Task item:
Lines from the start of the data through the line containing "in-process fake game" must be given again exactly. Leave the others out.

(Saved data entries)
··········

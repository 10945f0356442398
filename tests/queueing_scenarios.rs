//! End-to-end scenarios for the Queueing Service, driven against a small
//! in-process fake game server speaking the real `getinfo`/`infoResponse`
//! wire protocol, so the per-server processing loop (probe, dispatch,
//! timeout) runs unmodified. Timers run on tokio's paused virtual clock so
//! the tests complete instantly regardless of configured pacing intervals.

use std::net::SocketAddr;
use std::sync::atomic::{AtomicUsize, Ordering};
use std::sync::{Arc, Mutex};
use std::time::Duration;

use async_trait::async_trait;
use tokio::net::UdpSocket;

use queue_core::channel::{ChannelError, ClientChannel, MatchmakingFailure};
use queue_core::config::{Probe as ProbeConfig, Queue as QueueConfig, Webfront as WebfrontConfig};
use queue_core::gameserver::{GameServerKey, GameServerRegistry, ProcessingState};
use queue_core::player::{DequeueReason, Player, PlayerState};
use queue_core::queueing::QueueingService;
use queue_core::webfront::WebfrontClient;

const OOB_PREFIX: &[u8] = &[0xFF, 0xFF, 0xFF, 0xFF];

/// A fake server capacity, shared between the test and its probe responder
/// task so a scenario can flip "server full" to "server has room"
/// mid-test.
struct FakeCapacity {
    clients: AtomicUsize,
    max_clients: AtomicUsize,
}

/// Spawn a background task answering `getinfo` probes on loopback exactly
/// like a real game server would, with a live-editable player count.
async fn spawn_fake_server(max_clients: usize, clients: usize) -> (SocketAddr, Arc<FakeCapacity>) {
    let socket = UdpSocket::bind("127.0.0.1:0").await.expect("bind fake server");
    let addr = socket.local_addr().expect("local addr");
    let capacity = Arc::new(FakeCapacity {
        clients: AtomicUsize::new(clients),
        max_clients: AtomicUsize::new(max_clients),
    });

    let task_capacity = capacity.clone();
    tokio::spawn(async move {
        let mut buf = [0u8; 512];
        loop {
            let (n, peer) = match socket.recv_from(&mut buf).await {
                Ok(v) => v,
                Err(_) => return,
            };
            let datagram = &buf[..n];
            if !datagram.starts_with(OOB_PREFIX) {
                continue;
            }
            let text = String::from_utf8_lossy(&datagram[OOB_PREFIX.len()..]);
            let Some(challenge) = text.strip_prefix("getinfo ").map(|s| s.trim_end()) else {
                continue;
            };

            let clients = task_capacity.clients.load(Ordering::SeqCst);
            let max_clients = task_capacity.max_clients.load(Ordering::SeqCst);
            let mut reply = Vec::from(OOB_PREFIX);
            reply.extend_from_slice(
                format!(
                    "infoResponse\n\\hostname\\Fake Server\\mapname\\m1\\gametype\\dm\\clients\\{clients}\\bots\\0\\sv_maxclients\\{max_clients}\\challenge\\{challenge}"
                )
                .as_bytes(),
            );
            let _ = socket.send_to(&reply, peer).await;
        }
    });

    (addr, capacity)
}

#[derive(Debug, Clone, PartialEq)]
enum RecordedEvent {
    NotifyJoin(SocketAddr),
    QueuePosition(usize, usize),
    Removed(DequeueReason),
    MatchFound(SocketAddr),
    MatchmakingFailed(MatchmakingFailure),
}

enum JoinBehavior {
    AcceptImmediately,
    RejectImmediately,
    Hang,
}

struct RecordingChannel {
    behavior: JoinBehavior,
    events: Mutex<Vec<RecordedEvent>>,
}

impl RecordingChannel {
    fn new(behavior: JoinBehavior) -> Self {
        RecordingChannel {
            behavior,
            events: Mutex::new(Vec::new()),
        }
    }

    fn events(&self) -> Vec<RecordedEvent> {
        self.events.lock().unwrap().clone()
    }
}

#[async_trait]
impl ClientChannel for RecordingChannel {
    async fn notify_join(&self, ip: std::net::IpAddr, port: u16) -> Result<bool, ChannelError> {
        self.events.lock().unwrap().push(RecordedEvent::NotifyJoin(SocketAddr::new(ip, port)));
        match self.behavior {
            JoinBehavior::AcceptImmediately => Ok(true),
            JoinBehavior::RejectImmediately => Ok(false),
            JoinBehavior::Hang => {
                tokio::time::sleep(Duration::from_secs(3600)).await;
                Ok(true)
            }
        }
    }

    async fn notify_queue_position(&self, position: usize, length: usize) {
        self.events.lock().unwrap().push(RecordedEvent::QueuePosition(position, length));
    }

    async fn notify_removed(&self, reason: DequeueReason) {
        self.events.lock().unwrap().push(RecordedEvent::Removed(reason));
    }

    async fn notify_match_found(&self, ip: std::net::IpAddr, port: u16) {
        self.events.lock().unwrap().push(RecordedEvent::MatchFound(SocketAddr::new(ip, port)));
    }

    async fn notify_matchmaking_failed(&self, reason: MatchmakingFailure) {
        self.events.lock().unwrap().push(RecordedEvent::MatchmakingFailed(reason));
    }
}

fn fast_queue_config() -> QueueConfig {
    QueueConfig {
        max_queue_size: 20,
        max_join_attempts: 3,
        total_join_time_limit_secs: 9,
        pacing_millis: 50,
        idle_poll_millis: 20,
        clear_attempts_on_requeue: false,
    }
}

fn fast_probe_config() -> ProbeConfig {
    ProbeConfig {
        timeout_secs: 2,
        loop_timeout_secs: 2,
        max_concurrent: 32,
    }
}

fn make_service(registry: Arc<GameServerRegistry>) -> Arc<QueueingService> {
    let webfront = Arc::new(WebfrontClient::new(WebfrontConfig::default()));
    Arc::new(QueueingService::new(registry, webfront, fast_queue_config(), fast_probe_config()))
}

/// Poll `predicate` until it's true or the virtual clock has advanced past
/// a generous ceiling, auto-advancing time between polls.
async fn wait_until(mut predicate: impl FnMut() -> bool) {
    for _ in 0..200 {
        if predicate() {
            return;
        }
        tokio::time::sleep(Duration::from_millis(25)).await;
    }
    panic!("condition never became true");
}

#[tokio::test(start_paused = true)]
async fn happy_path_join_dispatch_and_ack() {
    let (addr, _capacity) = spawn_fake_server(2, 0).await;
    let key = GameServerKey::new(addr.ip(), addr.port());

    let registry = Arc::new(GameServerRegistry::new());
    let queueing = make_service(registry);

    let channel = Arc::new(RecordingChannel::new(JoinBehavior::AcceptImmediately));
    let player = Arc::new(Player::new("alice".into(), "Alice".into(), channel.clone()));

    assert!(queueing.join_queue(&player, key, "instance-a"));
    assert_eq!(player.state(), PlayerState::Queued);

    wait_until(|| player.state() == PlayerState::Joining).await;
    assert!(channel.events().contains(&RecordedEvent::NotifyJoin(addr)));

    queueing.on_join_ack(&player, true).await;
    assert_eq!(player.state(), PlayerState::Joined);
    assert!(player.server().is_none());
}

#[tokio::test(start_paused = true)]
async fn server_full_keeps_player_queued() {
    let (addr, _capacity) = spawn_fake_server(1, 1).await;
    let key = GameServerKey::new(addr.ip(), addr.port());

    let registry = Arc::new(GameServerRegistry::new());
    let queueing = make_service(registry);

    let channel = Arc::new(RecordingChannel::new(JoinBehavior::AcceptImmediately));
    let player = Arc::new(Player::new("bob".into(), "Bob".into(), channel.clone()));

    assert!(queueing.join_queue(&player, key, "instance-a"));

    // Let several processing loop ticks pass; a full server never offers
    // a dispatch budget, so the player should never be approached.
    tokio::time::sleep(Duration::from_secs(2)).await;

    assert_eq!(player.state(), PlayerState::Queued);
    assert!(channel.events().is_empty());
}

#[tokio::test(start_paused = true)]
async fn join_timeout_reverts_player_to_connected() {
    let (addr, _capacity) = spawn_fake_server(4, 0).await;
    let key = GameServerKey::new(addr.ip(), addr.port());

    let registry = Arc::new(GameServerRegistry::new());
    let queueing = make_service(registry);

    let channel = Arc::new(RecordingChannel::new(JoinBehavior::Hang));
    let player = Arc::new(Player::new("carol".into(), "Carol".into(), channel.clone()));

    assert!(queueing.join_queue(&player, key, "instance-a"));

    wait_until(|| player.state() == PlayerState::Connected).await;
    assert!(channel.events().contains(&RecordedEvent::Removed(DequeueReason::JoinTimeout)));
    assert!(player.server().is_none());
}

#[tokio::test(start_paused = true)]
async fn disconnect_while_queued_is_terminal_and_silent() {
    let key = GameServerKey::new("203.0.113.9".parse().unwrap(), 28960);
    let registry = Arc::new(GameServerRegistry::new());
    let queueing = make_service(registry.clone());

    let channel = Arc::new(RecordingChannel::new(JoinBehavior::AcceptImmediately));
    let player = Arc::new(Player::new("dave".into(), "Dave".into(), channel.clone()));

    assert!(queueing.join_queue(&player, key, "instance-a"));
    queueing.on_disconnect(&player);

    assert_eq!(player.state(), PlayerState::Disconnected);
    let server = registry.get(&key).unwrap();
    assert!(!server.queue.contains(&player));
    // Disconnect is a silent removal: no DequeueReason notification fires.
    assert!(channel.events().iter().all(|e| !matches!(e, RecordedEvent::Removed(_))));
}

#[tokio::test(start_paused = true)]
async fn reject_immediately_dequeues_with_join_failed() {
    let (addr, _capacity) = spawn_fake_server(4, 3).await;
    let key = GameServerKey::new(addr.ip(), addr.port());

    let registry = Arc::new(GameServerRegistry::new());
    let queueing = make_service(registry);

    let channel = Arc::new(RecordingChannel::new(JoinBehavior::RejectImmediately));
    let player = Arc::new(Player::new("erin".into(), "Erin".into(), channel.clone()));

    assert!(queueing.join_queue(&player, key, "instance-a"));

    // One free slot: dispatch happens and the client synchronously rejects
    // it. With a free slot still available this is a regular join
    // failure, not a "server filled up" requeue (§4.6 onJoinFailed).
    wait_until(|| player.state() == PlayerState::Connected).await;
    assert!(channel.events().contains(&RecordedEvent::Removed(DequeueReason::JoinFailed)));
    assert_eq!(player.join_attempt_count(), 1);
}

#[tokio::test(start_paused = true)]
async fn cancel_all_stops_a_running_processing_loop() {
    let (addr, _capacity) = spawn_fake_server(2, 0).await;
    let key = GameServerKey::new(addr.ip(), addr.port());

    let registry = Arc::new(GameServerRegistry::new());
    let queueing = make_service(registry.clone());

    let channel = Arc::new(RecordingChannel::new(JoinBehavior::Hang));
    let player = Arc::new(Player::new("frank".into(), "Frank".into(), channel.clone()));

    assert!(queueing.join_queue(&player, key, "instance-a"));
    let server = registry.get(&key).unwrap();
    wait_until(|| server.processing_state() == ProcessingState::Running).await;

    let cancelled = registry.cancel_all();
    assert_eq!(cancelled.len(), 1);
    assert_eq!(cancelled[0].processing_state(), ProcessingState::Stopping);

    wait_until(|| server.processing_state() == ProcessingState::Stopped).await;
}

··········

Written reply:
repository 10945f0356442398
filename tests/queueing_scenarios.rs
//! End-to-end scenarios for the Queueing Service, driven against a small
//! in-process fake game server speaking the real `getinfo`/`infoResponse`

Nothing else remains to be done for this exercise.